**To do:** The task calls for each line of the records below in which the word "ImageVariant" appears.
═════ Source records
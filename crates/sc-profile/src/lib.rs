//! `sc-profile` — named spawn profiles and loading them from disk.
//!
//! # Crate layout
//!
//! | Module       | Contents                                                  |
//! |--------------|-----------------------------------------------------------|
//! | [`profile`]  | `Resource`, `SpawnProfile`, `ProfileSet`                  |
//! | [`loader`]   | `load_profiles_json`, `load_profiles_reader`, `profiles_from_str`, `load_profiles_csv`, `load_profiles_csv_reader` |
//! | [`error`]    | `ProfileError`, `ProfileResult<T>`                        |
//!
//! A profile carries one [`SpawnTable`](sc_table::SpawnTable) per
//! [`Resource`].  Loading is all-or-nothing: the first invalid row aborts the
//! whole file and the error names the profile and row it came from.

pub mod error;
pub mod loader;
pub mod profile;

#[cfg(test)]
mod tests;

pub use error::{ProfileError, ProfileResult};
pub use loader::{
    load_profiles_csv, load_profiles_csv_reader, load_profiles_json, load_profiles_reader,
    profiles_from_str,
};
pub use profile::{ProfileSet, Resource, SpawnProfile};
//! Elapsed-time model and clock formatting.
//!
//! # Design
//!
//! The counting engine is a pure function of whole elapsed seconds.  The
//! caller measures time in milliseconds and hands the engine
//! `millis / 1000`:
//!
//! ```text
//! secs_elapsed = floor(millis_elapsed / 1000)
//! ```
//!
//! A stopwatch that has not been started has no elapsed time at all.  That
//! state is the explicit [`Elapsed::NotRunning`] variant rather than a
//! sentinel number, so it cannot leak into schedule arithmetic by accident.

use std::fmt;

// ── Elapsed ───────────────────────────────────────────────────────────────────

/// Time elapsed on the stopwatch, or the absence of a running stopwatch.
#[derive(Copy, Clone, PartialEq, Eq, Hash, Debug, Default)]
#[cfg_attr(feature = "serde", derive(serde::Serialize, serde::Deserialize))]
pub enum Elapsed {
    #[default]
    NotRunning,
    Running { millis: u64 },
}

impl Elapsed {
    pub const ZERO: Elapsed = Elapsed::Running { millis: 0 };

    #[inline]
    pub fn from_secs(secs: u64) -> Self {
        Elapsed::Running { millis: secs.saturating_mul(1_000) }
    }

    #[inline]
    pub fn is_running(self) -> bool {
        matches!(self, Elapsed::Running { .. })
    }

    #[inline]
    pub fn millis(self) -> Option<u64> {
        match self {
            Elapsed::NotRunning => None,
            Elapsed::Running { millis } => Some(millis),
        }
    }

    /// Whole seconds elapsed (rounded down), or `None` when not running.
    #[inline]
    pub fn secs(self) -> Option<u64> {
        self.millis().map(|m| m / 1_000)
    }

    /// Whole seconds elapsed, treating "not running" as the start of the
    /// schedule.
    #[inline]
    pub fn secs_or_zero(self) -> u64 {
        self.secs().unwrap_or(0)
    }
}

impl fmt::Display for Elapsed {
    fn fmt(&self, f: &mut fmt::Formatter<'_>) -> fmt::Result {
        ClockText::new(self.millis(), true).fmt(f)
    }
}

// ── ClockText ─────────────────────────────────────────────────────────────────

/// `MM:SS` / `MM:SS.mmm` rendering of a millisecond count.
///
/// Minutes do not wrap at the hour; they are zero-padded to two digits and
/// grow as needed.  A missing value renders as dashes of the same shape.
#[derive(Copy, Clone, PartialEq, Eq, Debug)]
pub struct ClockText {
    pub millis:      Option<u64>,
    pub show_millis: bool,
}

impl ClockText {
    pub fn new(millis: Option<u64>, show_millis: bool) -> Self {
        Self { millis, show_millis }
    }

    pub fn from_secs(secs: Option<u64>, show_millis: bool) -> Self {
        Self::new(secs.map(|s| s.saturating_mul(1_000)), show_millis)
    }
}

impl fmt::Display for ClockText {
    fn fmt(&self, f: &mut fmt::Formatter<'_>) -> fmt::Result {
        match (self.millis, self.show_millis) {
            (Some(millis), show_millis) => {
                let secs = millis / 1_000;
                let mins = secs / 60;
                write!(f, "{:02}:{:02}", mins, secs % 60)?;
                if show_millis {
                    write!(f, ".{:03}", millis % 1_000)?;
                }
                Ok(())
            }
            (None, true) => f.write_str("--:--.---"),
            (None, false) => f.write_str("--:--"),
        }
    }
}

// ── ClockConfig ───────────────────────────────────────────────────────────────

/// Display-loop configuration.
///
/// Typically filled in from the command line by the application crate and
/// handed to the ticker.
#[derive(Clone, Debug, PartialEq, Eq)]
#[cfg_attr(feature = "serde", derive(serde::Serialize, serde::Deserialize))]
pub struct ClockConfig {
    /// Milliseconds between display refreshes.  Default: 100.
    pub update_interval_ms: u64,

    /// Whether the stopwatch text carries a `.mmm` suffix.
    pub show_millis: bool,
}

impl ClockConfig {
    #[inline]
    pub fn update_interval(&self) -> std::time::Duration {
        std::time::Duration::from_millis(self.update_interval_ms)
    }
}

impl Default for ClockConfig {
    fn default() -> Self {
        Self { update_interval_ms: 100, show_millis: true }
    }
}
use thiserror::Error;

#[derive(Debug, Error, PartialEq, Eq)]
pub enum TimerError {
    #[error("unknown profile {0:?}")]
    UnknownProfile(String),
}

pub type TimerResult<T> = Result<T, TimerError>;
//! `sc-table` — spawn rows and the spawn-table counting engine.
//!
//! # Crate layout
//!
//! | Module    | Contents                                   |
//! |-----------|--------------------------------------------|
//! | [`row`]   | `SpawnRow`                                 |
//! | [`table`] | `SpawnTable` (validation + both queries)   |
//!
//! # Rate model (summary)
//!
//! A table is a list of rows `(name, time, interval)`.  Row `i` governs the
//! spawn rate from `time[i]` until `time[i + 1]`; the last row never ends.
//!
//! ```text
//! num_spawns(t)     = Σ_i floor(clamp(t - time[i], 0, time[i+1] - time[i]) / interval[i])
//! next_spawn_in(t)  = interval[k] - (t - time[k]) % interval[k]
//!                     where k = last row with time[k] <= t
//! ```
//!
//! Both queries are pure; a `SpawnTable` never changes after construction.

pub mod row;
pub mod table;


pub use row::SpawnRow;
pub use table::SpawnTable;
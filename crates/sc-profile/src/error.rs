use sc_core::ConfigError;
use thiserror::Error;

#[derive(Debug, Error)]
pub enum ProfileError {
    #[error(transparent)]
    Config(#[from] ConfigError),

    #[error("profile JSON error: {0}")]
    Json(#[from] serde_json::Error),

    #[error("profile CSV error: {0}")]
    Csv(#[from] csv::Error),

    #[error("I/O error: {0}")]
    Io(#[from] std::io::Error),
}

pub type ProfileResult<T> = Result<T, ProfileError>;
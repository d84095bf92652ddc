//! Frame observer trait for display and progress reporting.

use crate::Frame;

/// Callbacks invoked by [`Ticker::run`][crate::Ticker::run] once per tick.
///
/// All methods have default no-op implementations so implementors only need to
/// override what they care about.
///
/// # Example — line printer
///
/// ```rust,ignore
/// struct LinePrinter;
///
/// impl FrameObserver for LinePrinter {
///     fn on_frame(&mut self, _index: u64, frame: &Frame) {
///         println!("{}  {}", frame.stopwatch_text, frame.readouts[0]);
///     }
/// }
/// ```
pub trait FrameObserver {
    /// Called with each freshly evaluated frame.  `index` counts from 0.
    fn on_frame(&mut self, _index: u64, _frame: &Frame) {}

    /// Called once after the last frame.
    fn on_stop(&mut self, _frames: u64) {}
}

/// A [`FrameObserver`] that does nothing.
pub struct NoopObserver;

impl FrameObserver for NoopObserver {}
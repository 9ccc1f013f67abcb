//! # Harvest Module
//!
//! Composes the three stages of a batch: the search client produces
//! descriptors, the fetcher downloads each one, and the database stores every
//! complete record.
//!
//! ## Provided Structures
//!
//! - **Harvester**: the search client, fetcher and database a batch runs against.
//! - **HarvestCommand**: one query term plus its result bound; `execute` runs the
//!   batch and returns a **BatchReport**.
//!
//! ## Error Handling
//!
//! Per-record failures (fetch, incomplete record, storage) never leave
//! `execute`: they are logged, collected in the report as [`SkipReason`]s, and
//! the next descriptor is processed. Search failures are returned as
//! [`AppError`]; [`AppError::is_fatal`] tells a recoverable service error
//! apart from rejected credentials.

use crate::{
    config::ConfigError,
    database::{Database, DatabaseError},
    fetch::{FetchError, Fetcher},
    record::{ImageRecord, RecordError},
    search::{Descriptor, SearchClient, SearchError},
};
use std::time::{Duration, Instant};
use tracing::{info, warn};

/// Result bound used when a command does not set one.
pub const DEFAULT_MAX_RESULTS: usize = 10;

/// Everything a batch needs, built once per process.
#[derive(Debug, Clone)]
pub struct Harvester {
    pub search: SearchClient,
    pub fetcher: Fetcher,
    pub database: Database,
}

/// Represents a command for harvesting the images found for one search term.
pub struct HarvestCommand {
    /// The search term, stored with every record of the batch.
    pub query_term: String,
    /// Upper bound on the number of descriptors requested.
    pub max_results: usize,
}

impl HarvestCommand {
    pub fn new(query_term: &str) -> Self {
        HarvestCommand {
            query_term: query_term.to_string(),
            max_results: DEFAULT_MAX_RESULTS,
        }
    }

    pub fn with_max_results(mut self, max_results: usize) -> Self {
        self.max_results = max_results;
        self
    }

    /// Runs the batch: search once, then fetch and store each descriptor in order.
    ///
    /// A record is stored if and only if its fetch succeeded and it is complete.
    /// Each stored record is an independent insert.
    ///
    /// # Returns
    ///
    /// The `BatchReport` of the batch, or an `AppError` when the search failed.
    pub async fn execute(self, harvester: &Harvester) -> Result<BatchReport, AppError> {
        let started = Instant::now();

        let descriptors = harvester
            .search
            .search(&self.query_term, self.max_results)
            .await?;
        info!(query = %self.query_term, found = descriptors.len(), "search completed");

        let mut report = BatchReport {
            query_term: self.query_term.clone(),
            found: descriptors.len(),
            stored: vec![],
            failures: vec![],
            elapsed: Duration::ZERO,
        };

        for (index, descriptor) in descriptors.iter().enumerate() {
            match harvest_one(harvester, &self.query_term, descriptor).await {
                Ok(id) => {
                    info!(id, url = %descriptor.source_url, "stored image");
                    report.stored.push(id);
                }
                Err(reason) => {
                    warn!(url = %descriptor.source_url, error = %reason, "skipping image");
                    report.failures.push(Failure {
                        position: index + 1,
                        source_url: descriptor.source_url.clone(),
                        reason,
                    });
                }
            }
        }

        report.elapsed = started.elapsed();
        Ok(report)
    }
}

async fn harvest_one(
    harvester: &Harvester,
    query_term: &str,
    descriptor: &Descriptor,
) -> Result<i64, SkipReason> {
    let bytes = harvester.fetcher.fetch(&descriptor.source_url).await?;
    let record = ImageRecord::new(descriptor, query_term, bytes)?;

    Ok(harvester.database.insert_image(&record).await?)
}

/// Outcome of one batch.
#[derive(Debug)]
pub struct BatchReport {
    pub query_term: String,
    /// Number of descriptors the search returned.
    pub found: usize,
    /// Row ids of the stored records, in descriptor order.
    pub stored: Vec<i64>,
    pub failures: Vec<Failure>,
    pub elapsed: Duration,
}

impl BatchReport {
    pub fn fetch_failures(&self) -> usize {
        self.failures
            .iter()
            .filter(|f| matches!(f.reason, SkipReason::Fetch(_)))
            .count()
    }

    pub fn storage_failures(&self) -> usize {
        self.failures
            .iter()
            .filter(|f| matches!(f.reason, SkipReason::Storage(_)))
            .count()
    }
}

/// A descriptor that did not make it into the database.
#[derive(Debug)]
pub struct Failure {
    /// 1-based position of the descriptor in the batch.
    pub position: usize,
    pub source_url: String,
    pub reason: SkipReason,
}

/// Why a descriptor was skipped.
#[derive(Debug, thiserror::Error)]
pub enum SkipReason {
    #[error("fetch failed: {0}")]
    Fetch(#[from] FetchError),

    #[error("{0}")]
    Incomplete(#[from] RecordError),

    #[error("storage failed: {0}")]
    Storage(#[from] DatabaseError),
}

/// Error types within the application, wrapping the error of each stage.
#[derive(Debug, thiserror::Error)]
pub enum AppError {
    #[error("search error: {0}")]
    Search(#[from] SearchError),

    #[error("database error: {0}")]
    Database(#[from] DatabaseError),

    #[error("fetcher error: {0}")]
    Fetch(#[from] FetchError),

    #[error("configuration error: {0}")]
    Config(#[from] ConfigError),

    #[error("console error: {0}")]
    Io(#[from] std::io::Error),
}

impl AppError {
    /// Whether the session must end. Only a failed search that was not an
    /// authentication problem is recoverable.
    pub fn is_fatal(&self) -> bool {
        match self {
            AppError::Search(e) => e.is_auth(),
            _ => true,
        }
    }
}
══════════
═════ Source records
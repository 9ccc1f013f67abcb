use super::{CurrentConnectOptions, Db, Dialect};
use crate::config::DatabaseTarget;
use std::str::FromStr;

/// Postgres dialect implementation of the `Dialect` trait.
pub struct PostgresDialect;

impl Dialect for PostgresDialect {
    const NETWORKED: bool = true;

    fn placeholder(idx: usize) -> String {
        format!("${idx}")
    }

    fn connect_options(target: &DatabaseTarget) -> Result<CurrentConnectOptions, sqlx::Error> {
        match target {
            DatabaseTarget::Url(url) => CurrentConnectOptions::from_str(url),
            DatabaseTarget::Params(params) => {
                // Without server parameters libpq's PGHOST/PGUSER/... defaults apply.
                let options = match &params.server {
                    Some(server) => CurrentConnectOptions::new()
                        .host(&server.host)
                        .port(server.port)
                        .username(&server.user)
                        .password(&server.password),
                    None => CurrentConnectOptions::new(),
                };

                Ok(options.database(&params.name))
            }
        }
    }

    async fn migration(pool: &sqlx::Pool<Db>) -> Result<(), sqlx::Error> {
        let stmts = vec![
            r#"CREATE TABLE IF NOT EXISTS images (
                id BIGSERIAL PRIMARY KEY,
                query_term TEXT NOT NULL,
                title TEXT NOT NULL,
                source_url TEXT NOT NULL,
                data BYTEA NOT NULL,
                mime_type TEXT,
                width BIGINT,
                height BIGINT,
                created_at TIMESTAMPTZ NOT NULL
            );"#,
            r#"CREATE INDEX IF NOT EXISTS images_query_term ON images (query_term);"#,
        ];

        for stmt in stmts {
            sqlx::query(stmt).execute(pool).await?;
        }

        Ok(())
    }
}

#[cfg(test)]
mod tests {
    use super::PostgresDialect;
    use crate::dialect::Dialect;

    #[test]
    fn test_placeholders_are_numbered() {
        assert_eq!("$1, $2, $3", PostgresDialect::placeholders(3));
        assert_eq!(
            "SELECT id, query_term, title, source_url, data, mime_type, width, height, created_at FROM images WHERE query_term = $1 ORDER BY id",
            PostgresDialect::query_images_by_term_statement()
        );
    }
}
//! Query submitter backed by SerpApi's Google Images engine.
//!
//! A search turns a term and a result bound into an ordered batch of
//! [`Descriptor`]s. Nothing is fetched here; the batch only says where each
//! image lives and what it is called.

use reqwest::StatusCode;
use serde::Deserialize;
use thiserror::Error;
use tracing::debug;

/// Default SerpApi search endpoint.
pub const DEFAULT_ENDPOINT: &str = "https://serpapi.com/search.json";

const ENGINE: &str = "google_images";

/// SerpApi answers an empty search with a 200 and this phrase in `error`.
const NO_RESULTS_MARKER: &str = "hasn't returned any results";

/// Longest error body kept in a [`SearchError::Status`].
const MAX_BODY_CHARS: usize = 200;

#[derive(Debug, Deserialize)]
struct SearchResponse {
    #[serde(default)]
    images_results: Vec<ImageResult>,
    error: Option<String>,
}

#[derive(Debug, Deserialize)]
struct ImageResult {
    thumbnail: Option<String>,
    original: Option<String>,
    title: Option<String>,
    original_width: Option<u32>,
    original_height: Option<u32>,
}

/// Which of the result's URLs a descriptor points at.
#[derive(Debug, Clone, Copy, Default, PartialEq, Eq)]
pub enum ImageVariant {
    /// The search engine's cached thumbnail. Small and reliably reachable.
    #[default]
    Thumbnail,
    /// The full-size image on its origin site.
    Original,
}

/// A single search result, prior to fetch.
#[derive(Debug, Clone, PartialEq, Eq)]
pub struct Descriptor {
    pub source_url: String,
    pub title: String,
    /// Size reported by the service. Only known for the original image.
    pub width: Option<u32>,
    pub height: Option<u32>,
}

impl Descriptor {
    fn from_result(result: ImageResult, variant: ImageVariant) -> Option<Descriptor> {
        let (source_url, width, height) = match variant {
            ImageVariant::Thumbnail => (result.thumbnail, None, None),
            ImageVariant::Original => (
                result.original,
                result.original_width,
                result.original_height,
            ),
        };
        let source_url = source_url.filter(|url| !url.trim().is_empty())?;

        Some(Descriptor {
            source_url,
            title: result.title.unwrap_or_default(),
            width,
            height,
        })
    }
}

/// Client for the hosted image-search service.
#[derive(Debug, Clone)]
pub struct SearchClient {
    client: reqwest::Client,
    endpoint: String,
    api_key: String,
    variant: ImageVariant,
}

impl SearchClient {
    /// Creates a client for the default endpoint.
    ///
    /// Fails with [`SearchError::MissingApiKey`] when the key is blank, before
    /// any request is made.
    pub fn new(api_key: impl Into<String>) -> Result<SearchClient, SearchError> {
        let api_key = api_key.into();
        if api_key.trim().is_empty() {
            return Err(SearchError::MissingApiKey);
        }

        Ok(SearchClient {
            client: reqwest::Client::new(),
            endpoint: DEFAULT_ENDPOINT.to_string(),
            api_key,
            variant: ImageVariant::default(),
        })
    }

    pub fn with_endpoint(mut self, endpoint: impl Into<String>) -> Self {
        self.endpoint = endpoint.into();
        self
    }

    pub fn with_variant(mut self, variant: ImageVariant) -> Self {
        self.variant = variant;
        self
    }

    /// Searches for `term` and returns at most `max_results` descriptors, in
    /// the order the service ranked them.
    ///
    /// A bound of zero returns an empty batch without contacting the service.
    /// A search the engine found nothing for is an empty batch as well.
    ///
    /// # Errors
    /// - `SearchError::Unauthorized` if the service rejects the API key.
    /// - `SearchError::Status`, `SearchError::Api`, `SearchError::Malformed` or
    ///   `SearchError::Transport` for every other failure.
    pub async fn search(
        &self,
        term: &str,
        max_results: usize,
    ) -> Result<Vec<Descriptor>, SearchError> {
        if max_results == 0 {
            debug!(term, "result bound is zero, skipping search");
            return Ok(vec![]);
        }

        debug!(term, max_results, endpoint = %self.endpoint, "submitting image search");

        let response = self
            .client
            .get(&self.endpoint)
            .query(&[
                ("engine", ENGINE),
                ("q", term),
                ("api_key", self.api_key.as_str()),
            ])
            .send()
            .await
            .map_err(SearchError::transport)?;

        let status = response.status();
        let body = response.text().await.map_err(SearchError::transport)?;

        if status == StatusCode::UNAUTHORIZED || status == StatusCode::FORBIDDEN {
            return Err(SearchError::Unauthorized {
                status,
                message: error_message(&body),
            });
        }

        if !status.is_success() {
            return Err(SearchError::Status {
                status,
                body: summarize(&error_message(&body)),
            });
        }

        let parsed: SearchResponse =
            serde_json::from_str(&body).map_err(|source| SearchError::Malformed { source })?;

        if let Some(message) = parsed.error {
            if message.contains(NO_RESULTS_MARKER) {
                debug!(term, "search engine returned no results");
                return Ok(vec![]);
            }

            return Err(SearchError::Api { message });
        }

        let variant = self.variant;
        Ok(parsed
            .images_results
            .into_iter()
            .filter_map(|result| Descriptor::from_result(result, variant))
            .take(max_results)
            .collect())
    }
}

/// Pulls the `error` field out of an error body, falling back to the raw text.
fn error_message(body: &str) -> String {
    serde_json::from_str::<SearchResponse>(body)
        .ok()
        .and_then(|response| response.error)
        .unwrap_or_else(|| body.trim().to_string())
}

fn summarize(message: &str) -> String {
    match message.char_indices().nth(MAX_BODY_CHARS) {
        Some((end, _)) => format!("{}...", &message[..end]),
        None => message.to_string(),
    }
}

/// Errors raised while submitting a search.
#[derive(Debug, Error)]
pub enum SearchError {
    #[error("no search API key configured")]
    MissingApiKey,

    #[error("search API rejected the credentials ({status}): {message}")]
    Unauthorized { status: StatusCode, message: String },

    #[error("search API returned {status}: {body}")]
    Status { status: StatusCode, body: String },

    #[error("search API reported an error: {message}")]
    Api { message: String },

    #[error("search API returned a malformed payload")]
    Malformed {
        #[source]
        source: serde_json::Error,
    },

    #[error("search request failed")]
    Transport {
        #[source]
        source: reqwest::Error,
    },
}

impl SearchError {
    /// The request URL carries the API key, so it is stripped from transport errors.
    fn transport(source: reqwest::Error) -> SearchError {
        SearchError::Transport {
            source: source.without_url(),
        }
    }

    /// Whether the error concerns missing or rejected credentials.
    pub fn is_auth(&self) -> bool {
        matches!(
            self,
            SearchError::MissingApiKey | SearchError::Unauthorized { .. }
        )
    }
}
══════════
═════ Source records
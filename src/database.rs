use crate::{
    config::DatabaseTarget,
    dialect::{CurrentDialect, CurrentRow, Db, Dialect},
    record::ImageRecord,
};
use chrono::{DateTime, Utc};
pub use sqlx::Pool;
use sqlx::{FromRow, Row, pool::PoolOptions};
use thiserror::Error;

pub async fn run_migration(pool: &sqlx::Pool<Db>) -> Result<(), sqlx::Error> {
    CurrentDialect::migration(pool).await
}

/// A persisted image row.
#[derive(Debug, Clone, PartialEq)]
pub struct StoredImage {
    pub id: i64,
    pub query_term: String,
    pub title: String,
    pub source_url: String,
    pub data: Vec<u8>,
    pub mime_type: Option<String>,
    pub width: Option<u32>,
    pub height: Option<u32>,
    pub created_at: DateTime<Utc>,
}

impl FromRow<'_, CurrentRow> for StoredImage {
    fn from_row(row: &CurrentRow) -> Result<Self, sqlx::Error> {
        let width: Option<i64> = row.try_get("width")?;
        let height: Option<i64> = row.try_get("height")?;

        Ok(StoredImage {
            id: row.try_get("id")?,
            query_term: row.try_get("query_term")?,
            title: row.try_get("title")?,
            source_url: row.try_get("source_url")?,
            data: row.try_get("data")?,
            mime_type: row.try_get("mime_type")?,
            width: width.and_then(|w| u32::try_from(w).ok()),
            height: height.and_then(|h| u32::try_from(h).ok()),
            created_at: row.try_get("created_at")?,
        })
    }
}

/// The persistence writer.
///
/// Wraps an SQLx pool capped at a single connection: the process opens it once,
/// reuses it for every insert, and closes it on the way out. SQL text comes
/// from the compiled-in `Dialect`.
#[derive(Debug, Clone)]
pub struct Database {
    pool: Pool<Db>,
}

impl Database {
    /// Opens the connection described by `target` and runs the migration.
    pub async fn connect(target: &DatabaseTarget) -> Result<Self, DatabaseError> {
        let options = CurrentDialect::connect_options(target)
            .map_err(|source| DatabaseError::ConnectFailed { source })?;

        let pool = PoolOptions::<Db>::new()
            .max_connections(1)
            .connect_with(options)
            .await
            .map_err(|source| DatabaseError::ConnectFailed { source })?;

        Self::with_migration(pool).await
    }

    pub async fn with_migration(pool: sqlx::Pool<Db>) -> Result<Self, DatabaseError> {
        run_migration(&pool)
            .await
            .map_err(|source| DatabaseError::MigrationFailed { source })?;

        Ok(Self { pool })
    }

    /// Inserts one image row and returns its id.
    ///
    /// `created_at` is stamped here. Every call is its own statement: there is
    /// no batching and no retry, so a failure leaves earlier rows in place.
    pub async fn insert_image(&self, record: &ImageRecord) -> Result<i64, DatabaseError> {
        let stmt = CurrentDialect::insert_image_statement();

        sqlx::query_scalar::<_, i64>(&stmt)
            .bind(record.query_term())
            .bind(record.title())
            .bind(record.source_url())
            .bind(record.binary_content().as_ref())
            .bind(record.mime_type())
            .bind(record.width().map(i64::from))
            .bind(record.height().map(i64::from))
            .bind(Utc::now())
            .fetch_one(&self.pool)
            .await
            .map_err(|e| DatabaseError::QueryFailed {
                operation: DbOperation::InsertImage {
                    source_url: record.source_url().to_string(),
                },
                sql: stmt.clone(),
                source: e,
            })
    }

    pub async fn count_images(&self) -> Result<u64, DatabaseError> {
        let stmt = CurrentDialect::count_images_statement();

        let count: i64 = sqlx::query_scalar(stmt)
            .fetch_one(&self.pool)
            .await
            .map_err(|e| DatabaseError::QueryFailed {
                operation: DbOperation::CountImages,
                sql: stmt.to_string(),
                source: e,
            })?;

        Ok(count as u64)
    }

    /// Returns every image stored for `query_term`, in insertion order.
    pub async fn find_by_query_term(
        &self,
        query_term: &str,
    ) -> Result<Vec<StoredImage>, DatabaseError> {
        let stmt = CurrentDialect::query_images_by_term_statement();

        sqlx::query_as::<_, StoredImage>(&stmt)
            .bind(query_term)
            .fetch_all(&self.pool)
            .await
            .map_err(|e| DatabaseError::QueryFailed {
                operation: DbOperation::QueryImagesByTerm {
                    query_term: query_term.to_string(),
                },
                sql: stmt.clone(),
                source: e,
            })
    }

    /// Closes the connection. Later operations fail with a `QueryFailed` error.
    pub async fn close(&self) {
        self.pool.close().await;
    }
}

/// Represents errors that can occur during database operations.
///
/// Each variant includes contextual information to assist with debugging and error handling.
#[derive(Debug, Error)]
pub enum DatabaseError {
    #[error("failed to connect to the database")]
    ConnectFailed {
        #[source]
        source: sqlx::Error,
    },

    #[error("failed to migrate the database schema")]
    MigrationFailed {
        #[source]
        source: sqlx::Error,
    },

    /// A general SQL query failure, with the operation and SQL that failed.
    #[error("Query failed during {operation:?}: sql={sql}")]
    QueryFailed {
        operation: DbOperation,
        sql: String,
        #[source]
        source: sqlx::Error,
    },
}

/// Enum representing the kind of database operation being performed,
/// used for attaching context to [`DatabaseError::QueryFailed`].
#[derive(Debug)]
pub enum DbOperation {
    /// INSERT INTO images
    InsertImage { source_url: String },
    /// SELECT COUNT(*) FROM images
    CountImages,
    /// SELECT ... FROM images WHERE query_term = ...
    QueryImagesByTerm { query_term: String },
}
══════════
**Solution below:**
pub enum ImageVariant {
    fn from_result(result: ImageResult, variant: ImageVariant) -> Option<Descriptor> {
            ImageVariant::Thumbnail => (result.thumbnail, None, None),
            ImageVariant::Original => (
    variant: ImageVariant,
            variant: ImageVariant::default(),
    pub fn with_variant(mut self, variant: ImageVariant) -> Self {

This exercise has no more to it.